Assignment: Copy all lines containing the string "shape" from the records below.

[[ Exercise material open ]]

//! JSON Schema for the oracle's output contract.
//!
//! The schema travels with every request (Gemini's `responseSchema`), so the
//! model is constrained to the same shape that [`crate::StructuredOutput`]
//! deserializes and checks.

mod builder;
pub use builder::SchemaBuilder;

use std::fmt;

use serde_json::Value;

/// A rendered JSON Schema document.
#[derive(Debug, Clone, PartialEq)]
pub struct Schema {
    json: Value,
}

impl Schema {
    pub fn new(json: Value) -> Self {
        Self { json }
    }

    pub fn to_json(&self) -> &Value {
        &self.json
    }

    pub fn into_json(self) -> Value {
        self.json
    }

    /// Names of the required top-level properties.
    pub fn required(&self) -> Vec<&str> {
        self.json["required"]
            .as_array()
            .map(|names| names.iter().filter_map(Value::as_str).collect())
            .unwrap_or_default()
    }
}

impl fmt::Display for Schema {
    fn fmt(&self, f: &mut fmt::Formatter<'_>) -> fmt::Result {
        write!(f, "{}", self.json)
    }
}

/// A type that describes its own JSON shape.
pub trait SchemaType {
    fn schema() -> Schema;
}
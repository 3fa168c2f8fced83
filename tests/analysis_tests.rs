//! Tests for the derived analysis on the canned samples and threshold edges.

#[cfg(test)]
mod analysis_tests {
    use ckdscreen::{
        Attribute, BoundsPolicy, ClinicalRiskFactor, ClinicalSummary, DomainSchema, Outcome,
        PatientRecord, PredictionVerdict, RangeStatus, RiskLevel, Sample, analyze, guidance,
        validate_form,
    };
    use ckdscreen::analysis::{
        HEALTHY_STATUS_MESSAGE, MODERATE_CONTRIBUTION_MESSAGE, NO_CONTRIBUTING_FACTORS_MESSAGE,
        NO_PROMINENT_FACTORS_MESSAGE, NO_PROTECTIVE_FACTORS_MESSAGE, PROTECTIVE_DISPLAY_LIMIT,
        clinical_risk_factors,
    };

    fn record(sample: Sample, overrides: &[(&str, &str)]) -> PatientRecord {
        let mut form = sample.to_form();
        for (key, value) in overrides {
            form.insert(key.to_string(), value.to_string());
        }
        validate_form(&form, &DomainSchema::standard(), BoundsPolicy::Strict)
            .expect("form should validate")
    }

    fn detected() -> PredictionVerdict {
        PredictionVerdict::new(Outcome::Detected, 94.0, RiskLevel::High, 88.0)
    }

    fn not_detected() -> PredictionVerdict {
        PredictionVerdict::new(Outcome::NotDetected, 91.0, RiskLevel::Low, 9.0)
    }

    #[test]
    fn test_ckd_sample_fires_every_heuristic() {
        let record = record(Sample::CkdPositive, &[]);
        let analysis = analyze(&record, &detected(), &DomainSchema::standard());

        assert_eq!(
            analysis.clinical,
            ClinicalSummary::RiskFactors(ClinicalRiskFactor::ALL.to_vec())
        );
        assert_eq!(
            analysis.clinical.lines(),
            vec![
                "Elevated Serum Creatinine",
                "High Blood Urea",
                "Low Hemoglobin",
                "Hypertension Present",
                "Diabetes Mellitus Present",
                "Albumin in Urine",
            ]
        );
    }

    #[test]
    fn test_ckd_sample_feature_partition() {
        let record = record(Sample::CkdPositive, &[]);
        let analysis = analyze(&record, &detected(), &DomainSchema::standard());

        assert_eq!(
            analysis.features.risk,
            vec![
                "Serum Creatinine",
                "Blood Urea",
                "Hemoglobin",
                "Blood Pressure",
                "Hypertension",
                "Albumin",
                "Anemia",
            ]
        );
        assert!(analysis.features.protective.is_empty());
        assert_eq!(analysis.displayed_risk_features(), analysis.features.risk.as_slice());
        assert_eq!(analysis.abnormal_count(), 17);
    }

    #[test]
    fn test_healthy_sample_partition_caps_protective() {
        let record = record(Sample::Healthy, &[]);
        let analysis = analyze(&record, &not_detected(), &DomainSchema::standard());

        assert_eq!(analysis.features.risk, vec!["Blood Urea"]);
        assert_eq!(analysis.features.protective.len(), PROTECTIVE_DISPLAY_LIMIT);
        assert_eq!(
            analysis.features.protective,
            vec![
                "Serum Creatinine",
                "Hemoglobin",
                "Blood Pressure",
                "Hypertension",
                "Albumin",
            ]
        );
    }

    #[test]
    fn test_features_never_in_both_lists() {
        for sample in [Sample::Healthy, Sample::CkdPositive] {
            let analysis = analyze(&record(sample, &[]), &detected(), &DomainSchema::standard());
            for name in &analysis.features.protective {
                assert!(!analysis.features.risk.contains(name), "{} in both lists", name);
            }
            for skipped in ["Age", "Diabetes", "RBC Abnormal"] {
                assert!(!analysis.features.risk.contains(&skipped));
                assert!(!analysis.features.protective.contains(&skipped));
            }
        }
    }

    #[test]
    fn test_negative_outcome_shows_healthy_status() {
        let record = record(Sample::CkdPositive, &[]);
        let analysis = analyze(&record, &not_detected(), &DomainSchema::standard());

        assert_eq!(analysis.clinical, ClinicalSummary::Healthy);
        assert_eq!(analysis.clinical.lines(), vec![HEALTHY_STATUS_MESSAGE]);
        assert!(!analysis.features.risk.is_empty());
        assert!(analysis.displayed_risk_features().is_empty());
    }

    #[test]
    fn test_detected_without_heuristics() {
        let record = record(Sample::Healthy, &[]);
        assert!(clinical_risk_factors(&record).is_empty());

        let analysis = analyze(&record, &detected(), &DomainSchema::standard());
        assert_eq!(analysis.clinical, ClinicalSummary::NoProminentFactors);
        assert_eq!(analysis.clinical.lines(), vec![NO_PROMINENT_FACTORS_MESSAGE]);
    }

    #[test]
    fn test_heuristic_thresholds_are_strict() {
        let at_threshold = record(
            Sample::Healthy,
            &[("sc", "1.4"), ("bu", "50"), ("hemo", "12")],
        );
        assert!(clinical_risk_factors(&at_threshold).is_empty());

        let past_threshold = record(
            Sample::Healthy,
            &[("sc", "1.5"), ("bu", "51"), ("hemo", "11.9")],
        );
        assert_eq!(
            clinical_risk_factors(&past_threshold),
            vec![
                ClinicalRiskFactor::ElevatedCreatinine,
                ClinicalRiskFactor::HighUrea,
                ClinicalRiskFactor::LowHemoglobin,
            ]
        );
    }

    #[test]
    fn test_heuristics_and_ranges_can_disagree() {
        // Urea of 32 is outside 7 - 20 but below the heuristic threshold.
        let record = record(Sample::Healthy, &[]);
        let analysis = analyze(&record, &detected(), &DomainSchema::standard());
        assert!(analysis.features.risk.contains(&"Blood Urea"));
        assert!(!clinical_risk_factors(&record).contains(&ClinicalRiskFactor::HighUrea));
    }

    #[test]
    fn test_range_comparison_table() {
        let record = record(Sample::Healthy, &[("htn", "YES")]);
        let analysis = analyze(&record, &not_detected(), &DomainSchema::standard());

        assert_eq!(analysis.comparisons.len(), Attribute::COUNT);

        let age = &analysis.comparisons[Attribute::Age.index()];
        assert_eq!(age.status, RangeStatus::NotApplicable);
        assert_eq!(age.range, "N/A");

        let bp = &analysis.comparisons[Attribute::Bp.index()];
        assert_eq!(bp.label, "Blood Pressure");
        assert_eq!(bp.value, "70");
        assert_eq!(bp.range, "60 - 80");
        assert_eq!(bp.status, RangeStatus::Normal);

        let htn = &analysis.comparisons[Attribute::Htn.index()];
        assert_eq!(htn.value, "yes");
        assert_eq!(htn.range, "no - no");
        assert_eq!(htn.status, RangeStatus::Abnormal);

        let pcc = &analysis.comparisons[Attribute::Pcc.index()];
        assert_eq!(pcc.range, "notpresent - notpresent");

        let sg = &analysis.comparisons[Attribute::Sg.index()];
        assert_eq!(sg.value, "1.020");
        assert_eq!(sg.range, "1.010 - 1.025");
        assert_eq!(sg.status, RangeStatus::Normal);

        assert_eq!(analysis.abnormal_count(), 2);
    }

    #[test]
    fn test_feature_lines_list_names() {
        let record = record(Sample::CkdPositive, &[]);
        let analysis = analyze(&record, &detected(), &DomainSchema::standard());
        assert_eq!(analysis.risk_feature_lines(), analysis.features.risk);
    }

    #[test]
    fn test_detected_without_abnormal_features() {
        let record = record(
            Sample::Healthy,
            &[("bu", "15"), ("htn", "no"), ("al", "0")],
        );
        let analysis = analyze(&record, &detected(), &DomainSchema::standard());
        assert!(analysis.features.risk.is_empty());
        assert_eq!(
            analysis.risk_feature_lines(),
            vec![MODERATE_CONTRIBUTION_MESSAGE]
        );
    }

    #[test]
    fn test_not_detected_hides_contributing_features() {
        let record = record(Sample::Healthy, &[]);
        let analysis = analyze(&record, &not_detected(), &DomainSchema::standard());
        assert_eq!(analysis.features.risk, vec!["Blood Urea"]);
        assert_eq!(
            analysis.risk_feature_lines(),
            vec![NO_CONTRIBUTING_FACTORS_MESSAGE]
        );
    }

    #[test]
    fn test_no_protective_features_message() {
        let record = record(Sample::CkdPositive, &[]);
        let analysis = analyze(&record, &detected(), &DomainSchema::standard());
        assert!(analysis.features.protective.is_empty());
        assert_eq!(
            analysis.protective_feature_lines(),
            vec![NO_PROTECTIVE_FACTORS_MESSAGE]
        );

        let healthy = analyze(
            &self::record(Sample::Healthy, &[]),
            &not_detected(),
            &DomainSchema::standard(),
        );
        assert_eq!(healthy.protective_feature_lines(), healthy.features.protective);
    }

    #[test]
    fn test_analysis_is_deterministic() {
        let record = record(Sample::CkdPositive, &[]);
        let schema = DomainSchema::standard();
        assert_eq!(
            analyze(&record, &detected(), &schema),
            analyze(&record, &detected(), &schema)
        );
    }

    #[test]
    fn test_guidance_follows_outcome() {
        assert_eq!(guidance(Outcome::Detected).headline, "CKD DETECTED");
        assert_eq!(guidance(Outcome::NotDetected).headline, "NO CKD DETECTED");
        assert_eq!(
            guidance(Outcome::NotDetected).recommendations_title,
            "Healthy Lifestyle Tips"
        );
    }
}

[[ Exercise material closed ]]

Written solution:
//! model is constrained to the same shape that [`crate::StructuredOutput`]
/// A type that describes its own JSON shape.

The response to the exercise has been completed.